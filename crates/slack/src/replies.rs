//! Slash command response payloads, serialized as the inline webhook reply.

use serde::Serialize;

#[derive(Clone, Copy, Debug, PartialEq, Eq, Serialize)]
#[serde(rename_all = "snake_case")]
pub enum ResponseType {
    Ephemeral,
    InChannel,
}

#[derive(Clone, Debug, PartialEq, Eq, Serialize)]
pub struct CommandReply {
    pub response_type: ResponseType,
    pub text: String,
}

impl CommandReply {
    pub fn ephemeral(text: impl Into<String>) -> Self {
        Self { response_type: ResponseType::Ephemeral, text: text.into() }
    }

    pub fn in_channel(text: impl Into<String>) -> Self {
        Self { response_type: ResponseType::InChannel, text: text.into() }
    }
}

/// Instructional reply when no delegated user token is on file.
pub fn permission_needed(install_url: &str) -> CommandReply {
    CommandReply::ephemeral(format!(
        ":key: Herald needs your permission to post as you. \
         <{install_url}|Authorize Herald>, then run the command again."
    ))
}

pub fn posted_confirmation(channel_id: &str) -> CommandReply {
    CommandReply::ephemeral(format!(":white_check_mark: Posted to <#{channel_id}> as you."))
}

/// Failure notice relayed to the invoker when the outbound post fails.
pub fn post_failure(detail: &str) -> CommandReply {
    CommandReply::ephemeral(format!(
        ":warning: Your message could not be posted: `{detail}`. Please try again."
    ))
}

pub fn usage(command: &str) -> CommandReply {
    CommandReply::ephemeral(format!("Usage: `{command} <message>`"))
}

pub fn unsupported_command(command: &str) -> CommandReply {
    CommandReply::ephemeral(format!("Unsupported command `{command}`. Try `/say` or `/shrug`."))
}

**Exercise brief**
Every line above should be retyped exactly as given.

**Task answer**
filename crates/slack/src/replies.rs
//! Slash command response payloads, serialized as the inline webhook reply.

use serde::Serialize;

#[derive(Clone, Copy, Debug, PartialEq, Eq, Serialize)]
#[serde(rename_all = "snake_case")]
pub enum ResponseType {
    Ephemeral,
    InChannel,
}

#[derive(Clone, Debug, PartialEq, Eq, Serialize)]
pub struct CommandReply {
    pub response_type: ResponseType,
    pub text: String,
}

impl CommandReply {
    pub fn ephemeral(text: impl Into<String>) -> Self {
        Self { response_type: ResponseType::Ephemeral, text: text.into() }
    }

    pub fn in_channel(text: impl Into<String>) -> Self {
        Self { response_type: ResponseType::InChannel, text: text.into() }
    }
}

/// Instructional reply when no delegated user token is on file.
pub fn permission_needed(install_url: &str) -> CommandReply {
    CommandReply::ephemeral(format!(
        ":key: Herald needs your permission to post as you. \
         <{install_url}|Authorize Herald>, then run the command again."
    ))
}

pub fn posted_confirmation(channel_id: &str) -> CommandReply {
    CommandReply::ephemeral(format!(":white_check_mark: Posted to <#{channel_id}> as you."))
}

/// Failure notice relayed to the invoker when the outbound post fails.
pub fn post_failure(detail: &str) -> CommandReply {
    CommandReply::ephemeral(format!(
        ":warning: Your message could not be posted: `{detail}`. Please try again."
    ))
}

pub fn usage(command: &str) -> CommandReply {
    CommandReply::ephemeral(format!("Usage: `{command} <message>`"))
}

pub fn unsupported_command(command: &str) -> CommandReply {
    CommandReply::ephemeral(format!("Unsupported command `{command}`. Try `/say` or `/shrug`."))
}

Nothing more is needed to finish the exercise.